印刷工場では紙、ローラー、インクといった印刷機に関する道具を取り扱う印刷オペレーターと呼ばれる人たちがいます。

印刷工場での仕事とは基本的にこの印刷オペレーターの事を指します。印刷オペレーターが印刷機を操作して印刷をおこないます。通常、印刷機は非常に大きい為二人で作業をする場合が多いです。

また、印刷の際に色の濃淡などを見極める必要があるので繊細さも求められます。

印刷オペレーターになるために必要な資格は特にありませんが、最初は紙を積むなどの簡単な仕事から始まり一人前の印刷オペレーターになるには3年ほどかかると言われています。

しかし、印刷オペレーターとして働いていく中で工場内でキャリアアップすることもできたり、大手の印刷工場に転職する機会があったりする場合があります。


製紙工場の仕事内容

次に製紙工場の仕事内容について見ていきます。

製紙工場では紙を作るための機会を稼働させることはもちろん、紙の色を付ける塗料などを指定の場所に運んだりと言った力仕事もあります。

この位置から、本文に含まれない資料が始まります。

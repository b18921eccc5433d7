//! Provider identity lookup.

use crate::{ShimError, ShimResult};
use reqwest::Client;
use serde::{Deserialize, Serialize};
use serde_json::Value;
use tracing::debug;

/// A user as the identity provider describes them. Immutable once fetched.
#[derive(Debug, Clone, PartialEq, Eq, Serialize, Deserialize)]
pub struct Identity {
    pub provider_id: String,
    pub provider: String,
    pub email: Option<String>,
    pub display_name: Option<String>,
    pub avatar_url: Option<String>,
}

impl Identity {
    /// Serialization key for per-identity locking. Matches credential
    /// derivation, which ignores the provider name's case.
    pub fn key(&self) -> String {
        format!("{}:{}", self.provider.to_ascii_lowercase(), self.provider_id)
    }
}

fn as_string(value: Option<&Value>) -> Option<String> {
    match value? {
        Value::String(s) if !s.is_empty() => Some(s.clone()),
        Value::Number(n) => Some(n.to_string()),
        _ => None,
    }
}

/// Parse a user-info body.
///
/// Accepts the Kakao shape (`id`, `kakao_account.email`,
/// `kakao_account.profile.nickname`) and the OIDC shape (`sub`, `email`,
/// `name`, `picture`).
pub fn parse_user_info(provider: &str, body: &Value) -> ShimResult<Identity> {
    let provider_id = as_string(body.get("id"))
        .or_else(|| as_string(body.get("sub")))
        .ok_or_else(|| ShimError::Identity("user info has no id".to_string()))?;

    let account = body.get("kakao_account");
    let profile = account.and_then(|a| a.get("profile"));
    let properties = body.get("properties");

    let email = as_string(account.and_then(|a| a.get("email")))
        .or_else(|| as_string(body.get("email")));
    let display_name = as_string(profile.and_then(|p| p.get("nickname")))
        .or_else(|| as_string(properties.and_then(|p| p.get("nickname"))))
        .or_else(|| as_string(body.get("name")));
    let avatar_url = as_string(profile.and_then(|p| p.get("profile_image_url")))
        .or_else(|| as_string(properties.and_then(|p| p.get("profile_image"))))
        .or_else(|| as_string(body.get("picture")));

    Ok(Identity {
        provider_id,
        provider: provider.to_string(),
        email,
        display_name,
        avatar_url,
    })
}

/// Fetches identities from the provider's user-info endpoint.
pub struct IdentityClient {
    http: Client,
    provider: String,
    userinfo_url: String,
}

impl IdentityClient {
    pub fn new(provider: impl Into<String>, userinfo_url: impl Into<String>) -> Self {
        Self {
            http: Client::new(),
            provider: provider.into(),
            userinfo_url: userinfo_url.into(),
        }
    }

    /// Use a custom HTTP client (connection pool reuse).
    #[must_use]
    pub fn with_http_client(mut self, client: Client) -> Self {
        self.http = client;
        self
    }

    /// Fetch the identity behind a provider access token.
    pub async fn fetch(&self, access_token: &str) -> ShimResult<Identity> {
        debug!(provider = %self.provider, "Fetching provider user info");

        let response = self
            .http
            .get(&self.userinfo_url)
            .bearer_auth(access_token)
            .send()
            .await?;

        let status = response.status();
        if !status.is_success() {
            let body = response.text().await.unwrap_or_default();
            return Err(ShimError::Provider {
                status: Some(status.as_u16()),
                error: "userinfo_failed".to_string(),
                description: Some(body),
            });
        }

        let body: Value = response.json().await?;
        parse_user_info(&self.provider, &body)
    }
}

工場内の作業はチームを組んで行うことが多く一人に対して負担がかかりすぎません。


紙の製造工程

ここでは製紙工場で紙がどのように製造されるのかを簡単に紹介していきます。

①原料となる木材をチップ化したものの厚みを揃えます。

②チップに薬品を加えて高温・高圧で煮ることによって繊維分を取り出しパルプを生成します。この工程のことを蒸解工程と言います。

③パルプ中の異物をスクリーン・洗浄器によって除去・洗浄します。洗浄後、蒸解工程で残った樹脂を酸素で分解します。そしておよそ5種類の漂白剤を使用してパルプを漂白します。

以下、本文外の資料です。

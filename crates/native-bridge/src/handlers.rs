//! Device capability handlers.
//!
//! Each device sits behind a trait so hosts can plug in platform services.
//! [`register_device_handlers`] wires whatever is available into a
//! [`HostDispatcher`]; missing devices stay unsupported.

use crate::{Capability, HostDispatcher};
use async_trait::async_trait;
use serde::{Deserialize, Serialize};
use serde_json::Value;
use std::sync::Arc;
use thiserror::Error;
use tokio::sync::Mutex;
use tracing::debug;

/// Failure reported by a device.
#[derive(Error, Debug, Clone, PartialEq, Eq)]
pub enum DeviceError {
    #[error("{0} permission denied")]
    PermissionDenied(String),

    #[error("{0} unavailable")]
    Unavailable(String),

    #[error("{0}")]
    Failed(String),
}

#[derive(Debug, Clone, Copy, PartialEq, Eq, Serialize, Deserialize)]
#[serde(rename_all = "lowercase")]
pub enum PermissionStatus {
    Granted,
    Denied,
    Prompt,
}

#[derive(Debug, Clone, Copy, PartialEq, Serialize, Deserialize)]
pub struct Position {
    pub latitude: f64,
    pub longitude: f64,
    #[serde(default, skip_serializing_if = "Option::is_none")]
    pub accuracy: Option<f64>,
}

#[derive(Debug, Clone, Default, PartialEq, Serialize, Deserialize)]
#[serde(rename_all = "camelCase")]
pub struct CaptureOptions {
    #[serde(default)]
    pub quality: Option<f64>,
    #[serde(default)]
    pub facing: Option<String>,
}

#[derive(Debug, Clone, PartialEq, Serialize, Deserialize)]
#[serde(rename_all = "camelCase")]
pub struct CapturedImage {
    pub uri: String,
    pub width: u32,
    pub height: u32,
    pub mime_type: String,
}

#[derive(Debug, Clone, PartialEq, Eq, Serialize, Deserialize)]
#[serde(rename_all = "camelCase")]
pub struct DeviceInfo {
    pub platform: String,
    pub os_version: String,
    pub model: String,
    pub app_version: String,
}

#[async_trait]
pub trait LocationProvider: Send + Sync {
    async fn request_permission(&self) -> Result<PermissionStatus, DeviceError>;
    async fn current_position(&self) -> Result<Position, DeviceError>;
}

#[async_trait]
pub trait CameraDevice: Send + Sync {
    async fn request_permission(&self) -> Result<PermissionStatus, DeviceError>;
    async fn capture(&self, options: CaptureOptions) -> Result<CapturedImage, DeviceError>;
}

pub trait DeviceInfoProvider: Send + Sync {
    fn info(&self) -> DeviceInfo;
}

/// Source of the current access token for `AUTH/GET_SESSION_TOKEN`.
#[async_trait]
pub trait SessionTokenSource: Send + Sync {
    async fn access_token(&self) -> Option<String>;
}

/// Devices available to the host.
#[derive(Default, Clone)]
pub struct Devices {
    pub location: Option<Arc<dyn LocationProvider>>,
    pub camera: Option<Arc<dyn CameraDevice>>,
    pub device_info: Option<Arc<dyn DeviceInfoProvider>>,
    pub session: Option<Arc<dyn SessionTokenSource>>,
}

fn to_value<T: Serialize>(value: T) -> Result<Value, String> {
    serde_json::to_value(value).map_err(|e| e.to_string())
}

fn permission_value(status: PermissionStatus) -> Result<Value, String> {
    Ok(serde_json::json!({ "status": status }))
}

/// Serializes access to one camera. Captures ask for permission first.
struct CameraGate {
    camera: Arc<dyn CameraDevice>,
    busy: Mutex<()>,
}

impl CameraGate {
    async fn request_permission(&self) -> Result<PermissionStatus, DeviceError> {
        let _guard = self.busy.lock().await;
        self.camera.request_permission().await
    }

    async fn capture(&self, options: CaptureOptions) -> Result<CapturedImage, DeviceError> {
        let _guard = self.busy.lock().await;
        match self.camera.request_permission().await? {
            PermissionStatus::Granted => {}
            _ => return Err(DeviceError::PermissionDenied("Camera".to_string())),
        }
        debug!(quality = ?options.quality, "Capturing image");
        self.camera.capture(options).await
    }
}

/// Register a handler for every device in `devices`.
pub fn register_device_handlers(dispatcher: &mut HostDispatcher, devices: Devices) {
    if let Some(location) = devices.location {
        let provider = location.clone();
        dispatcher.register(Capability::LocationGetCurrent, move |_| {
            let provider = provider.clone();
            async move {
                let position = provider.current_position().await.map_err(|e| e.to_string())?;
                to_value(position)
            }
        });
        dispatcher.register(Capability::LocationRequestPermission, move |_| {
            let provider = location.clone();
            async move {
                let status = provider.request_permission().await.map_err(|e| e.to_string())?;
                permission_value(status)
            }
        });
    }

    if let Some(camera) = devices.camera {
        let gate = Arc::new(CameraGate {
            camera,
            busy: Mutex::new(()),
        });
        let permission_gate = gate.clone();
        dispatcher.register(Capability::CameraRequestPermission, move |_| {
            let gate = permission_gate.clone();
            async move {
                let status = gate.request_permission().await.map_err(|e| e.to_string())?;
                permission_value(status)
            }
        });
        dispatcher.register(Capability::CameraCapture, move |payload| {
            let gate = gate.clone();
            async move {
                let options = match payload {
                    Some(payload) => serde_json::from_value(payload)
                        .map_err(|e| format!("Invalid capture options: {e}"))?,
                    None => CaptureOptions::default(),
                };
                let image = gate.capture(options).await.map_err(|e| e.to_string())?;
                to_value(image)
            }
        });
    }

    if let Some(device_info) = devices.device_info {
        dispatcher.register(Capability::DeviceGetInfo, move |_| {
            let info = device_info.info();
            async move { to_value(info) }
        });
    }

    if let Some(session) = devices.session {
        dispatcher.register(Capability::AuthGetSessionToken, move |_| {
            let session = session.clone();
            async move {
                match session.access_token().await {
                    Some(token) => Ok(serde_json::json!({ "accessToken": token })),
                    None => Err("No active session".to_string()),
                }
            }
        });
    }
}

/// Location source that always reports the same position.
pub struct FixedLocation {
    position: Position,
    permission: PermissionStatus,
}

impl FixedLocation {
    pub fn new(latitude: f64, longitude: f64) -> Self {
        Self {
            position: Position {
                latitude,
                longitude,
                accuracy: None,
            },
            permission: PermissionStatus::Granted,
        }
    }

    #[must_use]
    pub fn with_permission(mut self, permission: PermissionStatus) -> Self {
        self.permission = permission;
        self
    }
}

#[async_trait]
impl LocationProvider for FixedLocation {
    async fn request_permission(&self) -> Result<PermissionStatus, DeviceError> {
        Ok(self.permission)
    }

    async fn current_position(&self) -> Result<Position, DeviceError> {
        match self.permission {
            PermissionStatus::Granted => Ok(self.position),
            _ => Err(DeviceError::PermissionDenied("Location".to_string())),
        }
    }
}

/// Device info for the machine running the host.
pub struct HostDeviceInfo {
    app_version: String,
}

impl HostDeviceInfo {
    pub fn new(app_version: impl Into<String>) -> Self {
        Self {
            app_version: app_version.into(),
        }
    }
}

impl DeviceInfoProvider for HostDeviceInfo {
    fn info(&self) -> DeviceInfo {
        DeviceInfo {
            platform: std::env::consts::OS.to_string(),
            os_version: std::env::consts::FAMILY.to_string(),
            model: std::env::consts::ARCH.to_string(),
            app_version: self.app_version.clone(),
        }
    }
}

#[cfg(test)]
mod tests {
    use super::*;
    use crate::{BridgeRequest, ChannelInjector};
    use serde_json::json;
    use std::sync::atomic::{AtomicUsize, Ordering};
    use std::time::Duration;

    struct CountingCamera {
        permission: PermissionStatus,
        active: AtomicUsize,
        max_active: AtomicUsize,
        captures: AtomicUsize,
    }

    impl CountingCamera {
        fn new(permission: PermissionStatus) -> Self {
            Self {
                permission,
                active: AtomicUsize::new(0),
                max_active: AtomicUsize::new(0),
                captures: AtomicUsize::new(0),
            }
        }
    }

    #[async_trait]
    impl CameraDevice for CountingCamera {
        async fn request_permission(&self) -> Result<PermissionStatus, DeviceError> {
            Ok(self.permission)
        }

        async fn capture(&self, _options: CaptureOptions) -> Result<CapturedImage, DeviceError> {
            let now = self.active.fetch_add(1, Ordering::SeqCst) + 1;
            self.max_active.fetch_max(now, Ordering::SeqCst);
            tokio::time::sleep(Duration::from_millis(10)).await;
            self.active.fetch_sub(1, Ordering::SeqCst);
            let n = self.captures.fetch_add(1, Ordering::SeqCst);
            Ok(CapturedImage {
                uri: format!("file:///tmp/capture-{n}.jpg"),
                width: 640,
                height: 480,
                mime_type: "image/jpeg".to_string(),
            })
        }
    }

    fn dispatcher(devices: Devices) -> HostDispatcher {
        let (injector, _rx) = ChannelInjector::new();
        let mut dispatcher = HostDispatcher::new(Arc::new(injector));
        register_device_handlers(&mut dispatcher, devices);
        dispatcher
    }

    #[tokio::test]
    async fn test_location_reports_position() {
        let dispatcher = dispatcher(Devices {
            location: Some(Arc::new(FixedLocation::new(37.5, 127.0))),
            ..Devices::default()
        });

        let reply = dispatcher
            .dispatch(BridgeRequest::new("LOCATION", "GET_CURRENT"))
            .await;
        assert_eq!(
            reply.response.data,
            Some(json!({"latitude": 37.5, "longitude": 127.0}))
        );

        let reply = dispatcher
            .dispatch(BridgeRequest::new("LOCATION", "REQUEST_PERMISSION"))
            .await;
        assert_eq!(reply.response.data, Some(json!({"status": "granted"})));
    }

    #[tokio::test]
    async fn test_location_denied() {
        let dispatcher = dispatcher(Devices {
            location: Some(Arc::new(
                FixedLocation::new(0.0, 0.0).with_permission(PermissionStatus::Denied),
            )),
            ..Devices::default()
        });

        let reply = dispatcher
            .dispatch(BridgeRequest::new("LOCATION", "GET_CURRENT"))
            .await;
        assert_eq!(
            reply.response.error.as_deref(),
            Some("Location permission denied")
        );
    }

    #[tokio::test]
    async fn test_camera_captures_are_serialized() {
        let camera = Arc::new(CountingCamera::new(PermissionStatus::Granted));
        let dispatcher = Arc::new(dispatcher(Devices {
            camera: Some(camera.clone()),
            ..Devices::default()
        }));

        let mut tasks = Vec::new();
        for _ in 0..3 {
            let dispatcher = dispatcher.clone();
            tasks.push(tokio::spawn(async move {
                dispatcher
                    .dispatch(BridgeRequest::new("CAMERA", "CAPTURE"))
                    .await
            }));
        }
        for task in tasks {
            assert!(task.await.unwrap().response.success);
        }

        assert_eq!(camera.captures.load(Ordering::SeqCst), 3);
        assert_eq!(camera.max_active.load(Ordering::SeqCst), 1);
    }

    #[tokio::test]
    async fn test_capture_without_permission_fails() {
        let camera = Arc::new(CountingCamera::new(PermissionStatus::Denied));
        let dispatcher = dispatcher(Devices {
            camera: Some(camera.clone()),
            ..Devices::default()
        });

        let reply = dispatcher
            .dispatch(BridgeRequest::new("CAMERA", "CAPTURE"))
            .await;
        assert_eq!(
            reply.response.error.as_deref(),
            Some("Camera permission denied")
        );
        assert_eq!(camera.captures.load(Ordering::SeqCst), 0);
    }

    #[tokio::test]
    async fn test_session_token_handler() {
        struct NoSession;

        #[async_trait]
        impl SessionTokenSource for NoSession {
            async fn access_token(&self) -> Option<String> {
                None
            }
        }

        let dispatcher = dispatcher(Devices {
            session: Some(Arc::new(NoSession)),
            ..Devices::default()
        });
        let reply = dispatcher
            .dispatch(BridgeRequest::new("AUTH", "GET_SESSION_TOKEN"))
            .await;
        assert_eq!(reply.response.error.as_deref(), Some("No active session"));
    }

    #[tokio::test]
    async fn test_device_info_uses_host_constants() {
        let dispatcher = dispatcher(Devices {
            device_info: Some(Arc::new(HostDeviceInfo::new("1.2.3"))),
            ..Devices::default()
        });
        let reply = dispatcher
            .dispatch(BridgeRequest::new("DEVICE", "GET_INFO"))
            .await;
        let data = reply.response.data.unwrap();
        assert_eq!(data["platform"], std::env::consts::OS);
        assert_eq!(data["appVersion"], "1.2.3");
    }

    #[tokio::test]
    async fn test_panicking_device_info_becomes_failure() {
        struct BrokenInfo;

        impl DeviceInfoProvider for BrokenInfo {
            fn info(&self) -> DeviceInfo {
                panic!("no device registry")
            }
        }

        let dispatcher = dispatcher(Devices {
            device_info: Some(Arc::new(BrokenInfo)),
            ..Devices::default()
        });
        let reply = dispatcher
            .dispatch(BridgeRequest::new("DEVICE", "GET_INFO").with_callback_id("cb_1"))
            .await;
        assert_eq!(
            reply.response.error.as_deref(),
            Some("Handler panicked: no device registry")
        );
        assert_eq!(reply.callback_id.as_deref(), Some("cb_1"));
    }
}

④これらの工程を経たパルプを専用の機械を使うことによって紙が完成します。


ここまで読んでいただいた読者の皆様は印刷工場や製紙工場の仕事内容についてなんとなくお分かりいただけたことと思います。

>>紙の詳しい作り方について紹介した記事コチラになります。



印刷・製紙業が行われる主な場所・企業

次は、印刷・製紙業界の基礎的な情報についてお話ししたいと思います。


工場が集中している場所ってあるの?

印刷業は東京都大阪府といった大都市圏で盛んにおこなわれています。これは大都市圏では書籍などの需要が大きい為です。

一方で製紙産業が盛んな都道府県は1位から順番に静岡県、愛媛県、埼玉県となっています。

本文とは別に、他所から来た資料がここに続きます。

use auth_backend::InMemoryBackend;
use deep_link_router::{
    DeepLinkError, DeepLinkRouter, LinkClassifier, Navigator, RecordingNavigator, Route,
};
use session_machine::{SessionController, SessionState, SessionTokens};
use shell_config_and_utils::Config;
use shell_storage::{MemoryStorage, SessionVault};
use std::sync::Arc;

struct Harness {
    backend: InMemoryBackend,
    session: Arc<SessionController>,
    navigator: Arc<RecordingNavigator>,
    router: DeepLinkRouter,
    vault: SessionVault,
}

async fn harness() -> Harness {
    let backend = InMemoryBackend::new();
    let vault = SessionVault::new(Arc::new(MemoryStorage::new()));
    let session = Arc::new(
        SessionController::builder(Arc::new(backend.clone()), vault.clone()).build(),
    );
    session.initialize().await.unwrap();

    let navigator = Arc::new(RecordingNavigator::new());
    navigator.push(Route::UnauthenticatedRoot);

    let router = DeepLinkRouter::new(
        LinkClassifier::from_config(&Config::default()),
        session.clone(),
        navigator.clone(),
    );
    Harness {
        backend,
        session,
        navigator,
        router,
        vault,
    }
}

#[tokio::test]
async fn test_login_callback_installs_session_and_resets_history() {
    let h = harness().await;
    h.backend.register_user("jay@example.com", "pw");
    let issued = h.backend.issue_session("jay@example.com").unwrap();
    h.navigator.push(Route::AuthScreen {
        path: "/auth/login".to_string(),
    });

    let uri = format!(
        "appshell://login-callback?access_token={}&refresh_token={}",
        issued.access_token,
        issued.refresh_token.clone().unwrap()
    );
    let route = h.router.route(&uri).await.unwrap();

    assert_eq!(route, Route::AuthenticatedRoot);
    assert_eq!(h.navigator.index(), Some(0));
    assert_eq!(h.navigator.history(), vec![Route::AuthenticatedRoot]);

    let session = h.session.current_session().unwrap();
    assert_eq!(session.access_token, issued.access_token);
    assert_eq!(h.session.state(), SessionState::Authenticated);
    assert!(h.vault.has_session().unwrap());
}

#[tokio::test]
async fn test_web_callback_accepts_fragment_tokens() {
    let h = harness().await;
    h.backend.register_user("jay@example.com", "pw");
    let issued = h.backend.issue_session("jay@example.com").unwrap();

    let uri = format!(
        "https://app.example.com/auth/callback#access_token={}",
        issued.access_token
    );
    assert_eq!(h.router.open(&uri).await, Some(Route::AuthenticatedRoot));
    assert!(h.session.is_authenticated());
}

#[tokio::test]
async fn test_malformed_link_changes_nothing() {
    let h = harness().await;
    let before = h.navigator.history();

    let err = h.router.route("appshell://???").await.unwrap_err();
    assert!(matches!(err, DeepLinkError::Parse { .. }));
    assert_eq!(h.router.open("appshell://???").await, None);

    assert_eq!(h.navigator.history(), before);
    assert_eq!(h.session.current_session(), None);
    assert_eq!(h.session.state(), SessionState::Unauthenticated);
}

#[tokio::test]
async fn test_callback_without_access_token_is_rejected() {
    let h = harness().await;
    let before = h.navigator.history();

    let err = h
        .router
        .route("appshell://login-callback?refresh_token=r")
        .await
        .unwrap_err();
    assert!(matches!(err, DeepLinkError::MissingParameter("access_token")));
    assert_eq!(h.navigator.history(), before);
    assert_eq!(h.session.current_session(), None);
}

#[tokio::test]
async fn test_callback_with_rejected_token_changes_nothing() {
    let h = harness().await;
    let before = h.navigator.history();

    let err = h
        .router
        .route("appshell://login-callback?access_token=forged")
        .await
        .unwrap_err();
    assert!(matches!(err, DeepLinkError::Session(_)));
    assert_eq!(h.navigator.history(), before);
    assert!(!h.session.is_authenticated());
}

#[tokio::test]
async fn test_logout_clears_session_and_resets_history() {
    let h = harness().await;
    h.backend.register_user("jay@example.com", "pw");
    let issued = h.backend.issue_session("jay@example.com").unwrap();
    h.session
        .install_session(&SessionTokens {
            access_token: issued.access_token,
            refresh_token: issued.refresh_token,
        })
        .await
        .unwrap();
    h.navigator.push(Route::Content {
        path: "/feed".to_string(),
    });

    let route = h
        .router
        .route("https://app.example.com/auth/logout")
        .await
        .unwrap();

    assert_eq!(route, Route::UnauthenticatedRoot);
    assert_eq!(h.navigator.history(), vec![Route::UnauthenticatedRoot]);
    assert_eq!(h.session.state(), SessionState::Unauthenticated);
    assert!(!h.vault.has_session().unwrap());
}

#[tokio::test]
async fn test_password_reset_and_auth_paths_push() {
    let h = harness().await;

    assert_eq!(
        h.router
            .route("appshell://reset-password-callback?token=t0k")
            .await
            .unwrap(),
        Route::PasswordReset {
            token: "t0k".to_string()
        }
    );
    assert_eq!(
        h.router
            .route("https://app.example.com/auth/signup")
            .await
            .unwrap(),
        Route::AuthScreen {
            path: "/auth/signup".to_string()
        }
    );
    assert_eq!(h.navigator.index(), Some(2));
}

#[tokio::test]
async fn test_content_detail_and_passthrough() {
    let h = harness().await;

    assert_eq!(
        h.router.open("https://app.example.com/posts/42").await,
        Some(Route::ContentDetail {
            resource: "posts".to_string(),
            id: "42".to_string()
        })
    );
    assert_eq!(
        h.router.open("https://app.example.com/settings/profile").await,
        Some(Route::Content {
            path: "/settings/profile".to_string()
        })
    );
    assert_eq!(h.navigator.history().len(), 3);
}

静岡県では昔から和紙の製造が盛んであったことに加えて、富士山麓での豊富な水資源や木材資源に恵まれており首都圏にも近く輸送コストが低かったことから製紙産業が盛んにおこなわれるようになったと言われています。

しかし愛媛県は製紙産業には不向きな地理的条件を抱えています。原料となる木材や水には恵まれておらず、大都市圏からも遠く輸送コストも嵩みます。

このように製紙産業には不利な地域であるにも関わらず愛媛県は静岡県に次ぐ全国第2位の生産高を誇っています。


業界規模ってどれくらい?

次に業界規模について見ていきます。

印刷業界の業界規模は3兆8000億円と言われています。平成19年以降印刷量の微減が続いています。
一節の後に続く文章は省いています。